** Opening RECORDS block **

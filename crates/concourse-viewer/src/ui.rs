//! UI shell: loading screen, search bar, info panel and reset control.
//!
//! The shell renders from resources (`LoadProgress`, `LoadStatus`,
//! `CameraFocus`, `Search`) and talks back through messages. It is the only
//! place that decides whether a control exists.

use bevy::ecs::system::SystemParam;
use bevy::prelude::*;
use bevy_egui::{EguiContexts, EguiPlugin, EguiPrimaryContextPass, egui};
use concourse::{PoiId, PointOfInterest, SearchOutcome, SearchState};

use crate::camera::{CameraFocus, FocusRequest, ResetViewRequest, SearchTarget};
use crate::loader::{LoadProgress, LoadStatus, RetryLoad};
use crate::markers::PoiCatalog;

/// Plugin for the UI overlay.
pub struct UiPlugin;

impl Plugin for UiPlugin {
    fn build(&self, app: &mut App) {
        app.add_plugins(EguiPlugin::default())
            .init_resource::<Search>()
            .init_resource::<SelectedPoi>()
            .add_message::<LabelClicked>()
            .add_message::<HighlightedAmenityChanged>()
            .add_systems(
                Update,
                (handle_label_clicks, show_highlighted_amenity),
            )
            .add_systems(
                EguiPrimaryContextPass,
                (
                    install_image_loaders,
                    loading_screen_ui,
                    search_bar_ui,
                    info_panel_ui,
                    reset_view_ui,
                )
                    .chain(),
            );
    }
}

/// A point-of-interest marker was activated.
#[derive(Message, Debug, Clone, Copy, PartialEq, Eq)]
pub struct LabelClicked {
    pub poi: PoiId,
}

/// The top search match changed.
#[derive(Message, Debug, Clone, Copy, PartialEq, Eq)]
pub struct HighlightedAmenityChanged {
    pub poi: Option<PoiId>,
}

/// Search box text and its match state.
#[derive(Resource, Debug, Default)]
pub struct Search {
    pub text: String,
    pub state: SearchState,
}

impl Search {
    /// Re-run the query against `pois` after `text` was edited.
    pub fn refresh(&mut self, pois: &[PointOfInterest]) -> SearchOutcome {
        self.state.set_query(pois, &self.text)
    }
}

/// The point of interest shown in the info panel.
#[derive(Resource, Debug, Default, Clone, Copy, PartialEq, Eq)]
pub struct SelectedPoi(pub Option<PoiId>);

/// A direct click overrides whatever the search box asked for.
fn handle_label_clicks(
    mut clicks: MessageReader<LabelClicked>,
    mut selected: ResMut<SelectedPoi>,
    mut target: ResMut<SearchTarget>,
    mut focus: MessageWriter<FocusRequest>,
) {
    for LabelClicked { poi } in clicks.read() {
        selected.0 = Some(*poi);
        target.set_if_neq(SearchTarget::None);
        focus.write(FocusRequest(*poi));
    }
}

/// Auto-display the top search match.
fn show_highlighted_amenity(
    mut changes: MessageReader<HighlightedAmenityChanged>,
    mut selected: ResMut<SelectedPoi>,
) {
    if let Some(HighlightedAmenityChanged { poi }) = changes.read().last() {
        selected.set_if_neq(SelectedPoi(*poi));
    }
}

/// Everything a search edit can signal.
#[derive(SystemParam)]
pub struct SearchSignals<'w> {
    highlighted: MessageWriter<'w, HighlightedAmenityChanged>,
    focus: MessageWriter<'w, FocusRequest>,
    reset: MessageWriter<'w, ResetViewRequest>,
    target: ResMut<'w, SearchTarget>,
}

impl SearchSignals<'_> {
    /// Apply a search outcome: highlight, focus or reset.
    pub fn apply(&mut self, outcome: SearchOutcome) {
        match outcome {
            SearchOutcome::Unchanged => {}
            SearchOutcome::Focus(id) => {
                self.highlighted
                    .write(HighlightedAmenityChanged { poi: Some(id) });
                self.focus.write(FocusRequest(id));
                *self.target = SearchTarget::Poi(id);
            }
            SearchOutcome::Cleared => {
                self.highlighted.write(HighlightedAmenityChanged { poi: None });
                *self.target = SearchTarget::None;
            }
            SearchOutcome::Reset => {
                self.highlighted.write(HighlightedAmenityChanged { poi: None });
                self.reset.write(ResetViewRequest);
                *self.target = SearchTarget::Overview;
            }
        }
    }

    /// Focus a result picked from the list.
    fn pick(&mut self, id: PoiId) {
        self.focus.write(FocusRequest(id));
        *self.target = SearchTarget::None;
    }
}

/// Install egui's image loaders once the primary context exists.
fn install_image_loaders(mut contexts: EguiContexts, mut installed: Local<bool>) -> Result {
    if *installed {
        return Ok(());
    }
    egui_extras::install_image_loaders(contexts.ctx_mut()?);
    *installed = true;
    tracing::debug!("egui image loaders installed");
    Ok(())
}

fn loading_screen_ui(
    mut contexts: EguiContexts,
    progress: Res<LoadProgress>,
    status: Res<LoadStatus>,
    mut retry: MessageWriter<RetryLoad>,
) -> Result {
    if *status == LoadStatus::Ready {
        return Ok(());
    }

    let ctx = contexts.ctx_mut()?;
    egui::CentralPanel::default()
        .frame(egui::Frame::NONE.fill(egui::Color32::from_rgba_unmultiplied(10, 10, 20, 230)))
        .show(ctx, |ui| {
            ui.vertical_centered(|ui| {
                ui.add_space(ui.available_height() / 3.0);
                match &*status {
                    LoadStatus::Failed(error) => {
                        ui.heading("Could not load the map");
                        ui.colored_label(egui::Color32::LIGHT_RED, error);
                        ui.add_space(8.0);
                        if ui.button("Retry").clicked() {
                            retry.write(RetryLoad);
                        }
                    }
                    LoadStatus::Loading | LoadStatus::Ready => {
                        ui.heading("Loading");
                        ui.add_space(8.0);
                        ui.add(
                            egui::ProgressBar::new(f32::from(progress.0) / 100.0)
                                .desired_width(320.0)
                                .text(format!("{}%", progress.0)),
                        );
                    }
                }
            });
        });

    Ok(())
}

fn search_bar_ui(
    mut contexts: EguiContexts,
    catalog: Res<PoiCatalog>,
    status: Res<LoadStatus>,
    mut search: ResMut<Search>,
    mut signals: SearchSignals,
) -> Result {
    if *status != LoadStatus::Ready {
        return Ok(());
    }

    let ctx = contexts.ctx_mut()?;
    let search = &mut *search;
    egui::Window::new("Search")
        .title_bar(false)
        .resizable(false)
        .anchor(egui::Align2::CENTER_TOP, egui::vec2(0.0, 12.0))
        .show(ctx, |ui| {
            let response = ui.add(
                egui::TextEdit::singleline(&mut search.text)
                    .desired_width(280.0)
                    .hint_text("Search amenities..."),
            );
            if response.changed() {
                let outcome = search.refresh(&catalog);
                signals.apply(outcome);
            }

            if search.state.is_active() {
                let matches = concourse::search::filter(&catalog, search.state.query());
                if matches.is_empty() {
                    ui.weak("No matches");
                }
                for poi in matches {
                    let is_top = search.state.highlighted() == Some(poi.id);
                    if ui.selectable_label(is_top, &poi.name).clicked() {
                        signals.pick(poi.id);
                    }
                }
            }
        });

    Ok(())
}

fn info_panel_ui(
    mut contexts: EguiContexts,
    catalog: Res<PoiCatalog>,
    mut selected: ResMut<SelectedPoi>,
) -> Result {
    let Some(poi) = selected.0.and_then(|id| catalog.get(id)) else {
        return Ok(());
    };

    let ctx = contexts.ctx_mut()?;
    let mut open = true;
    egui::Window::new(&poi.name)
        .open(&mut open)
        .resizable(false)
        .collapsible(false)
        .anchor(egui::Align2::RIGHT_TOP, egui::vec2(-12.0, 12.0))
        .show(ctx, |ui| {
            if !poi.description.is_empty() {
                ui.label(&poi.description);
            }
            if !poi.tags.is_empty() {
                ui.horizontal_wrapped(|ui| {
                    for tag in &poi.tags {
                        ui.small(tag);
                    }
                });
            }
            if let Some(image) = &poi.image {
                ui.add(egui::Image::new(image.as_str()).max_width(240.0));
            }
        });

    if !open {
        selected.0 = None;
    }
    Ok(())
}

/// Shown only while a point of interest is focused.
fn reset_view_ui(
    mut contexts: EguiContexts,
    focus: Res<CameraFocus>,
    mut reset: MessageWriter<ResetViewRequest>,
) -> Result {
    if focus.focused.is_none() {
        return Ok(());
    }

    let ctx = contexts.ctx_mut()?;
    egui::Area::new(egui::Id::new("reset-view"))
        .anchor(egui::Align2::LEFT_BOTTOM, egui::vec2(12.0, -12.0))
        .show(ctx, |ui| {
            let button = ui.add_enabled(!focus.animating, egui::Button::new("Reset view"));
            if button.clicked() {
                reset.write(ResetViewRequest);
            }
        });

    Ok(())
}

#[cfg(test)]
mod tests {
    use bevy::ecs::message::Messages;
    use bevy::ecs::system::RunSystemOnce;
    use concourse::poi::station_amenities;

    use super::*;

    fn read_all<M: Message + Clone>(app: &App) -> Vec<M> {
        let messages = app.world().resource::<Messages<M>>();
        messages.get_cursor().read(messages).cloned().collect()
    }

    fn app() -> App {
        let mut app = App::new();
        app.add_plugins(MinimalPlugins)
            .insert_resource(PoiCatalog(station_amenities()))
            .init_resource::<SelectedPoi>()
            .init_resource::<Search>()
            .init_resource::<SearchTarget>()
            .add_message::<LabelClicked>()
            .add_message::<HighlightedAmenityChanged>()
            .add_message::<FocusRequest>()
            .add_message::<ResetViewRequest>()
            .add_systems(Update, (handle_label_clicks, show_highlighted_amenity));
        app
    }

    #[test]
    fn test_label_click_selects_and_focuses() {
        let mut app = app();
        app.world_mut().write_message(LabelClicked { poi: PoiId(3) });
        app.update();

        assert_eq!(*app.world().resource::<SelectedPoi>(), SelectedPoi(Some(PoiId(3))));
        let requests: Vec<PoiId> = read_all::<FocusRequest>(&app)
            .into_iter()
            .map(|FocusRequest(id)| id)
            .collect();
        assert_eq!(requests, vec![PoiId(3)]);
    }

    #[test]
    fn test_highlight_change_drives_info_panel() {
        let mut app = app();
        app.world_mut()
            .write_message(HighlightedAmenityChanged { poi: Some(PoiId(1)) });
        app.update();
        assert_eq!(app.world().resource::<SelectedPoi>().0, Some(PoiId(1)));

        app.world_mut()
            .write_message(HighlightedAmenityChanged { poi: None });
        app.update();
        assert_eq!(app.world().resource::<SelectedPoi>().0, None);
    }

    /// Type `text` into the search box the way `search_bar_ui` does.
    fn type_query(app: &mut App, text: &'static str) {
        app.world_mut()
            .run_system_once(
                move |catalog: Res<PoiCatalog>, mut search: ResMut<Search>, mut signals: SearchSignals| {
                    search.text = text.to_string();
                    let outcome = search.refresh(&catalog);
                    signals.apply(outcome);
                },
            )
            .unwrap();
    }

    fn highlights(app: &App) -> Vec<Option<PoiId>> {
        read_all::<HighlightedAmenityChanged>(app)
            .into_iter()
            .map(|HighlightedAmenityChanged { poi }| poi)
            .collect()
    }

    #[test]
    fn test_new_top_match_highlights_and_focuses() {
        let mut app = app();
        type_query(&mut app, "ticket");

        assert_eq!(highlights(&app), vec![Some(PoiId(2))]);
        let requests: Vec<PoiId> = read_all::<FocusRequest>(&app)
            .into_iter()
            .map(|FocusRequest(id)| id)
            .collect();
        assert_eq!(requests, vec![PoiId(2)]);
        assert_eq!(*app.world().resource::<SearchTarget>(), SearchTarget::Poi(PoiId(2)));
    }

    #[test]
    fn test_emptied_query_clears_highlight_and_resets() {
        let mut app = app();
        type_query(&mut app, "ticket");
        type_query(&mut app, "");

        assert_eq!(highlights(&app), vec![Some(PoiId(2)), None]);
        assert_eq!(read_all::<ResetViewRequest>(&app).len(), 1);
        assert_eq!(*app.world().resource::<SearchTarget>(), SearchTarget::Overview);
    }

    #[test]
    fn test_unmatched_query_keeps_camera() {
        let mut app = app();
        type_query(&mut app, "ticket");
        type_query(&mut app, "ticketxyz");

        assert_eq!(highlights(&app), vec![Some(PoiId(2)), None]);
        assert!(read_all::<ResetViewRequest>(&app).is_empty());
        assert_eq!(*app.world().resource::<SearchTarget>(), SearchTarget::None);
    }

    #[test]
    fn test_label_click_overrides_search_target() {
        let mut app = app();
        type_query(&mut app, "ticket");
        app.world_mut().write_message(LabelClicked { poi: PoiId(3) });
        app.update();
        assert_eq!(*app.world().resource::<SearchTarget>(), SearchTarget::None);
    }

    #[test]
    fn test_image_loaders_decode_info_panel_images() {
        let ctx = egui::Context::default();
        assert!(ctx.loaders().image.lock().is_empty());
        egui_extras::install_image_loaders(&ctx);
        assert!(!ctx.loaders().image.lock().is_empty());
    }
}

** Closing RECORDS block **
** Opening RECORDS block **

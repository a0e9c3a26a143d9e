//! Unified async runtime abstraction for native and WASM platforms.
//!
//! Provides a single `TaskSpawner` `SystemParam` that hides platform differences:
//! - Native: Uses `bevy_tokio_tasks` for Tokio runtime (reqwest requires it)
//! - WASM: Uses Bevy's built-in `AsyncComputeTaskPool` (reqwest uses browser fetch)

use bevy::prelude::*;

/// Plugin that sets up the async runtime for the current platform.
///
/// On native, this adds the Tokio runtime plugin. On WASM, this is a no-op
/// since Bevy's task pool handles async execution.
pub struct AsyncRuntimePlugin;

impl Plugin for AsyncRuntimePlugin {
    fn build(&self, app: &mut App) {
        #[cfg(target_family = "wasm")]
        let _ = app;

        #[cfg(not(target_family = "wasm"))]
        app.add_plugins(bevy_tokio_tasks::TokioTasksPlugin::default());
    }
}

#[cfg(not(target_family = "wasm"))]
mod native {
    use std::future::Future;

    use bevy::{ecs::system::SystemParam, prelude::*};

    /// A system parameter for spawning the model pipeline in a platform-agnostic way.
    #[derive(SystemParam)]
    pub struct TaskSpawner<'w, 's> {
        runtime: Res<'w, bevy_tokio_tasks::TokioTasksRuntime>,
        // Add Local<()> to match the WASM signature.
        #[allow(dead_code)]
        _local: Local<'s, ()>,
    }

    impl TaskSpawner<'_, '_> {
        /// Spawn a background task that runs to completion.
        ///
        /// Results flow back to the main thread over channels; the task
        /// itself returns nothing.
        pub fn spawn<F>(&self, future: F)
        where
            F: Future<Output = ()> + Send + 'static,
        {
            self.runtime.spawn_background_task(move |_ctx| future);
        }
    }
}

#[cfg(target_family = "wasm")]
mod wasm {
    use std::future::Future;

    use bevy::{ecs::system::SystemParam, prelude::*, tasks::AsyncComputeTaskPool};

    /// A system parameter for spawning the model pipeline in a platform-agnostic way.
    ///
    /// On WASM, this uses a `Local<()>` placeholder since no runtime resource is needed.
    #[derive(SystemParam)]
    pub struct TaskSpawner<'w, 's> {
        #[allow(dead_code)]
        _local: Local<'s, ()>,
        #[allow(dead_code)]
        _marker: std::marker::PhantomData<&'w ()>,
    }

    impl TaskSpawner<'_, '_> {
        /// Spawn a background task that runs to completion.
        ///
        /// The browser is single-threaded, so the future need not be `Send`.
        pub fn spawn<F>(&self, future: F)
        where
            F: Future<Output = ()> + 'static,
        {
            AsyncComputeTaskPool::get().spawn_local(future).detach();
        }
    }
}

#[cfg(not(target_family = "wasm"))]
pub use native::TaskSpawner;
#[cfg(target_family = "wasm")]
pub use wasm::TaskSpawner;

** Closing RECORDS block **
** Opening RECORDS block **

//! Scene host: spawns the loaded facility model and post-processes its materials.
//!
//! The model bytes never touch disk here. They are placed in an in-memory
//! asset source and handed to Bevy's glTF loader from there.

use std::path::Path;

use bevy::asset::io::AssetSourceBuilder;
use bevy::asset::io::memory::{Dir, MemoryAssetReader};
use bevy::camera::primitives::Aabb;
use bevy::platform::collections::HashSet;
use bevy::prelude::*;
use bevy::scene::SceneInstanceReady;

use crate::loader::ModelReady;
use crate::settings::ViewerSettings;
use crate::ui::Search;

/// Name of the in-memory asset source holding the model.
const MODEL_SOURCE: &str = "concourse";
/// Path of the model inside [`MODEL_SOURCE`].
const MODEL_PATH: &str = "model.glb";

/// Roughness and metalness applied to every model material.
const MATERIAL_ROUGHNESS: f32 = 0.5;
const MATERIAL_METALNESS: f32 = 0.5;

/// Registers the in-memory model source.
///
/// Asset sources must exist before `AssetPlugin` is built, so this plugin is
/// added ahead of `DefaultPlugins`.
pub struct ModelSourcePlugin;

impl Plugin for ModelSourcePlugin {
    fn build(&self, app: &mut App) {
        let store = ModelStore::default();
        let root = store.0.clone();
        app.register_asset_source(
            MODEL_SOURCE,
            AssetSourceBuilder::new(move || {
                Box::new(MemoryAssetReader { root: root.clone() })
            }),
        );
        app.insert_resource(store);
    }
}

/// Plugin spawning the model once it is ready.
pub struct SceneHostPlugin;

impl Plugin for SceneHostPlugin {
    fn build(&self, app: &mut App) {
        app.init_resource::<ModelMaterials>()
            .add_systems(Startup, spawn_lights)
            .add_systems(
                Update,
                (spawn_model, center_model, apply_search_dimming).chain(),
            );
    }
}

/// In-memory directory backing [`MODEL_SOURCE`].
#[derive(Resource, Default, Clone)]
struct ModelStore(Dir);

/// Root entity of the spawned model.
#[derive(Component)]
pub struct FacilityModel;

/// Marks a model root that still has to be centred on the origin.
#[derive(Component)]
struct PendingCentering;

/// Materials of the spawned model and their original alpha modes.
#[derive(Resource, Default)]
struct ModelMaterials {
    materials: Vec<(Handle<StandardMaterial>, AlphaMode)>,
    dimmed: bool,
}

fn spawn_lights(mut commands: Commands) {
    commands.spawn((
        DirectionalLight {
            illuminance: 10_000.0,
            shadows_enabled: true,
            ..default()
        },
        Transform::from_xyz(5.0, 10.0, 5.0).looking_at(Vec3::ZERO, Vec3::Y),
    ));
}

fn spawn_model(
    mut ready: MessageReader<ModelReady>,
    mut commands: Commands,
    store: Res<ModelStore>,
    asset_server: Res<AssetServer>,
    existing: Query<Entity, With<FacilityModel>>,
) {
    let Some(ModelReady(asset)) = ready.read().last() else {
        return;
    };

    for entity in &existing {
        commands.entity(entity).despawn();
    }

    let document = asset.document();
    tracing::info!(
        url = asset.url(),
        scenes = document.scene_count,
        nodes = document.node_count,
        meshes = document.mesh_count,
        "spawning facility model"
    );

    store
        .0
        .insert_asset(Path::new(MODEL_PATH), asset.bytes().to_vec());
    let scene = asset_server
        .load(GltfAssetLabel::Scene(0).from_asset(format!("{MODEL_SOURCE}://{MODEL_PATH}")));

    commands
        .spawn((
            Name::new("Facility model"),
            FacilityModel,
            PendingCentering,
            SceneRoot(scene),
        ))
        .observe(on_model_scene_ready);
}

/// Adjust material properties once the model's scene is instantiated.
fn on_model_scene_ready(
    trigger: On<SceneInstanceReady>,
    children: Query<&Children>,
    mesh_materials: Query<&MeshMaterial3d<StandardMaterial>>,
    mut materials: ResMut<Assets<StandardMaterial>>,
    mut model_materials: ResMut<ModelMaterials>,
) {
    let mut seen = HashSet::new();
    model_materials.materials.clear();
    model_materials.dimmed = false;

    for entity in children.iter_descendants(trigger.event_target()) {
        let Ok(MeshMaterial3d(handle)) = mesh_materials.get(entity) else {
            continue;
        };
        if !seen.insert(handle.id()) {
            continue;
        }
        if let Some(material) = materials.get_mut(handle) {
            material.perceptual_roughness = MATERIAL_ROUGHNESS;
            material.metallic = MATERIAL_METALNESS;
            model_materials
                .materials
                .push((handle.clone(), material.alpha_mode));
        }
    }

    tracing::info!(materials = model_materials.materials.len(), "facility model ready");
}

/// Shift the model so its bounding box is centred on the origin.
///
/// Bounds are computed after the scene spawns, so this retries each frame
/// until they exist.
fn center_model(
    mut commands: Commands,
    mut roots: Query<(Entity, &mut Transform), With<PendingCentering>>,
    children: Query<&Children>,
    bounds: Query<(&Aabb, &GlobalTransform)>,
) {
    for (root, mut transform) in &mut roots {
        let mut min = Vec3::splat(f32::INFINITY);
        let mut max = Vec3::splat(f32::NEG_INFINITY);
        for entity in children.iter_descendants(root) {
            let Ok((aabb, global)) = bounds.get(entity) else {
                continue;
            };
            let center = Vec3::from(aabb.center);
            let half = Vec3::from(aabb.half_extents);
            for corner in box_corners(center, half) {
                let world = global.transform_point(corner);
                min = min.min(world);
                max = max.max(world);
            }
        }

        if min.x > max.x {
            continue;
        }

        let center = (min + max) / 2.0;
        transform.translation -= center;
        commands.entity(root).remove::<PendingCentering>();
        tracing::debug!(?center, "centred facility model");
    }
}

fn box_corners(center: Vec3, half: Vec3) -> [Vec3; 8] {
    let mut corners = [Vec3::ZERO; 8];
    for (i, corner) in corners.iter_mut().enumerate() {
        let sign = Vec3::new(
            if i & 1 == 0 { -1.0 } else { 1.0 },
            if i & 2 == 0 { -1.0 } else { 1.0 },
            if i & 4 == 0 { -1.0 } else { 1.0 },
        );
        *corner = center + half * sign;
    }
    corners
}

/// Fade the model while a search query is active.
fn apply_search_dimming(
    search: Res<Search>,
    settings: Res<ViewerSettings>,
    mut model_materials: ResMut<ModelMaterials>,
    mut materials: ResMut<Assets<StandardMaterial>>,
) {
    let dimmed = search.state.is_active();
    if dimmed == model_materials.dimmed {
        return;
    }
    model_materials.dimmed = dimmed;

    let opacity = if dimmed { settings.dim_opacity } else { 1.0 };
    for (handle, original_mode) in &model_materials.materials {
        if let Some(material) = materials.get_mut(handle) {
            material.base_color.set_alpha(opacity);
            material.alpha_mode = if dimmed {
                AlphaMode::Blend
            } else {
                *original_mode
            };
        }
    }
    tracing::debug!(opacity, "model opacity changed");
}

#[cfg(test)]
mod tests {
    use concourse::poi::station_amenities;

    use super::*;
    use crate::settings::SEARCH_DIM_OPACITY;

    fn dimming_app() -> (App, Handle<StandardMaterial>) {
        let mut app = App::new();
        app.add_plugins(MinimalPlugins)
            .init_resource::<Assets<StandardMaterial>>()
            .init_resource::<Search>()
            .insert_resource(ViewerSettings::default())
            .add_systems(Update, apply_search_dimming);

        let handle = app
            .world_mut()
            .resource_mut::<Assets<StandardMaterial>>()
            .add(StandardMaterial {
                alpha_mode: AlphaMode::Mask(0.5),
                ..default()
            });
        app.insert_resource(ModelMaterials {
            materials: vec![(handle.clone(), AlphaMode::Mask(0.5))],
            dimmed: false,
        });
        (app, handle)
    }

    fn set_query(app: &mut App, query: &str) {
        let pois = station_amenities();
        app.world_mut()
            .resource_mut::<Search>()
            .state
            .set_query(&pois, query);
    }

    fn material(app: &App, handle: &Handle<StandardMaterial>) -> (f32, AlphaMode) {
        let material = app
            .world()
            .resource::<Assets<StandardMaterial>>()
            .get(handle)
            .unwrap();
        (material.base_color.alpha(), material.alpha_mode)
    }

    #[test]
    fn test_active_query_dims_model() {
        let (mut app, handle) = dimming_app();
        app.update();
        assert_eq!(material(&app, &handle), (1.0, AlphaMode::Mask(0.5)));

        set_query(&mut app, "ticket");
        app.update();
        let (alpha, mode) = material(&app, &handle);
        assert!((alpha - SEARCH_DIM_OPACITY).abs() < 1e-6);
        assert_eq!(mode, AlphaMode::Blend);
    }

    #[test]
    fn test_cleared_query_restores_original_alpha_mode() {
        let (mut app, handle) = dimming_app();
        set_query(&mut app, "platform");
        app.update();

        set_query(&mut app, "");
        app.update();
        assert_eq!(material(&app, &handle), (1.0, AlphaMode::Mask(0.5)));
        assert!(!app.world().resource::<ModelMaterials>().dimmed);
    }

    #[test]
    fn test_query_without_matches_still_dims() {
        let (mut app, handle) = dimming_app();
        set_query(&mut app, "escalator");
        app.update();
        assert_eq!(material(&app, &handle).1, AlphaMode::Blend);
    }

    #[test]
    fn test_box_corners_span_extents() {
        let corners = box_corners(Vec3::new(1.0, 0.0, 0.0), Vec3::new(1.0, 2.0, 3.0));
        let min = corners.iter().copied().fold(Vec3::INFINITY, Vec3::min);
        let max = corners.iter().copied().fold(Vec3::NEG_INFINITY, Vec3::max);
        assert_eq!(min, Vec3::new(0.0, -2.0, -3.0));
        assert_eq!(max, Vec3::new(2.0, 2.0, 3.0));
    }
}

** Closing RECORDS block **

## WHAT YOU ARE ASKED TO DO
Collect each line of the entries that has the word "EguiPrimaryContextPass", copying it in full.

## YOUR SOLUTION
use bevy_egui::{EguiContexts, EguiPlugin, EguiPrimaryContextPass, egui};
                EguiPrimaryContextPass,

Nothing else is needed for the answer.